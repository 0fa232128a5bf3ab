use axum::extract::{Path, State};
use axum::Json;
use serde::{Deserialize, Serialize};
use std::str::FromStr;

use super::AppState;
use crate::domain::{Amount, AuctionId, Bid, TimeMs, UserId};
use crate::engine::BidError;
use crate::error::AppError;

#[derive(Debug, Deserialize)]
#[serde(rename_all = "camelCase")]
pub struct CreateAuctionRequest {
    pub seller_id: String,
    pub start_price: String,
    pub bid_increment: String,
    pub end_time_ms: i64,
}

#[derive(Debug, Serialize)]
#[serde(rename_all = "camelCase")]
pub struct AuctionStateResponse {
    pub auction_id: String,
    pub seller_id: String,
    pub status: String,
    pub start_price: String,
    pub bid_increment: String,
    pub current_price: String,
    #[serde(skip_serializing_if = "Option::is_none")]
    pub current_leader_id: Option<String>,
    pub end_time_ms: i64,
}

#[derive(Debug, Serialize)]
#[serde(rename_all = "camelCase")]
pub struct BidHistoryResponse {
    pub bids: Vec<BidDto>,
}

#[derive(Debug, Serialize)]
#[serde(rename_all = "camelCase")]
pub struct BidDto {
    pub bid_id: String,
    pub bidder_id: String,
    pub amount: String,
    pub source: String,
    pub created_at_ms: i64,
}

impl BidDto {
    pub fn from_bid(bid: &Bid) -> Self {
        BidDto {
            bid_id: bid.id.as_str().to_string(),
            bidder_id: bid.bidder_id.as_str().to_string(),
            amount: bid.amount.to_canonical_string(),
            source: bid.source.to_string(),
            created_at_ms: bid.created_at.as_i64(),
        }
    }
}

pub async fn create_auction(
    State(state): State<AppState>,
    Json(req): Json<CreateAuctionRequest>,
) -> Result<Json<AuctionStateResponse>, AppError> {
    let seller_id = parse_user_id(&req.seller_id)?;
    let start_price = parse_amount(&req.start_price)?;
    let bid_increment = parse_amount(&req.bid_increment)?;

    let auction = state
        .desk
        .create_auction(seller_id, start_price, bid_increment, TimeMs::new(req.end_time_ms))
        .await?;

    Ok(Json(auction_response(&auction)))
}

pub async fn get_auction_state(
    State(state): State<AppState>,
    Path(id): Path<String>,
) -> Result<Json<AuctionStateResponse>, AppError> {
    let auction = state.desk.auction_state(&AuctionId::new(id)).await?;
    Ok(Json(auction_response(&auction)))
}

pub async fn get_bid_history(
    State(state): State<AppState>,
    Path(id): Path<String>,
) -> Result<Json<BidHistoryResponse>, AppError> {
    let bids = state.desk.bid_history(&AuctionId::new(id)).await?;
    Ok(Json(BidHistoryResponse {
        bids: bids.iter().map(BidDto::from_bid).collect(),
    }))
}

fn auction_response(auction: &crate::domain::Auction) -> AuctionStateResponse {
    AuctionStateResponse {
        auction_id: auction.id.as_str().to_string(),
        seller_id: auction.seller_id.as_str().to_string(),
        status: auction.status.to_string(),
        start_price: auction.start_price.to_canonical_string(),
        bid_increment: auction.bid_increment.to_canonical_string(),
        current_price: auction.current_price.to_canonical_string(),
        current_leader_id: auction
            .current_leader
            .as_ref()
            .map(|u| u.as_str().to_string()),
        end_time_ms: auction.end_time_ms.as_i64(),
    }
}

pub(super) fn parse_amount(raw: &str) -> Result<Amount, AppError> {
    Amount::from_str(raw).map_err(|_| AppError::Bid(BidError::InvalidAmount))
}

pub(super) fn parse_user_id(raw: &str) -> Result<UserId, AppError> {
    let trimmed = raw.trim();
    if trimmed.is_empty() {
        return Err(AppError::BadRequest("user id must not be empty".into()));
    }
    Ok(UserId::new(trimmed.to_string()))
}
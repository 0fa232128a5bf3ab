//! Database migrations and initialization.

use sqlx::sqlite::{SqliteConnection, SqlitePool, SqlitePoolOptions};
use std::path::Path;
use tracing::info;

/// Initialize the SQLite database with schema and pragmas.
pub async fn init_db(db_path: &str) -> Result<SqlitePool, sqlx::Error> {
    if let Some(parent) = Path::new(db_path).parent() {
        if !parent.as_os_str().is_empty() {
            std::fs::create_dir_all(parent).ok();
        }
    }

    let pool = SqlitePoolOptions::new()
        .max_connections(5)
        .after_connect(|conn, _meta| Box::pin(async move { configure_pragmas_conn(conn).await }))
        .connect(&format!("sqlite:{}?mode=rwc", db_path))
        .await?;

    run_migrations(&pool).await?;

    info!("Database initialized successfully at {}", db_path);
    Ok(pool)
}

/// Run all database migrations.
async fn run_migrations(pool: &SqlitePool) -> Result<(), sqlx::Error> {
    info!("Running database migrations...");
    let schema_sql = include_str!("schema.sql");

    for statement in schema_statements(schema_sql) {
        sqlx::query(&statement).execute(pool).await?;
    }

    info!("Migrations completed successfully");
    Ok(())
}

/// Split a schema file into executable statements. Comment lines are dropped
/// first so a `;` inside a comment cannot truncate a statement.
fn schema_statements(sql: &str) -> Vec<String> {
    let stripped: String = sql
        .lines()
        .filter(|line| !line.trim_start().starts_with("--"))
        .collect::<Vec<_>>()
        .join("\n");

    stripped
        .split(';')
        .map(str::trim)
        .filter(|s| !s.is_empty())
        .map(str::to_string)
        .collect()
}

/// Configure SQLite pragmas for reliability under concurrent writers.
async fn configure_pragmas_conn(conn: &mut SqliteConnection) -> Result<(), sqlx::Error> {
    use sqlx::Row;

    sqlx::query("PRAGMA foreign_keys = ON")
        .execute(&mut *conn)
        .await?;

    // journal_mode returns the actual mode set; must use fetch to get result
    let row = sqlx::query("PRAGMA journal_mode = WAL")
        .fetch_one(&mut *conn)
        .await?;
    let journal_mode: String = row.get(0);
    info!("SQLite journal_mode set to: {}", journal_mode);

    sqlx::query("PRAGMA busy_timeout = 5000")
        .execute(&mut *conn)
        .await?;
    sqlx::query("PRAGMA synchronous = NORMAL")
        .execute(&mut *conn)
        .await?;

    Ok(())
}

○ ○ ○ ○ ○

# Work order:
Retype exactly the lines from the start of the entries through the one with "pub struct CreateAuctionRequest"; include both ends.

# Exercise response:
repository 0fa232128a5bf3ab
use axum::extract::{Path, State};
use axum::Json;
use serde::{Deserialize, Serialize};
use std::str::FromStr;

use super::AppState;
use crate::domain::{Amount, AuctionId, Bid, TimeMs, UserId};
use crate::engine::BidError;
use crate::error::AppError;

#[derive(Debug, Deserialize)]
#[serde(rename_all = "camelCase")]
pub struct CreateAuctionRequest {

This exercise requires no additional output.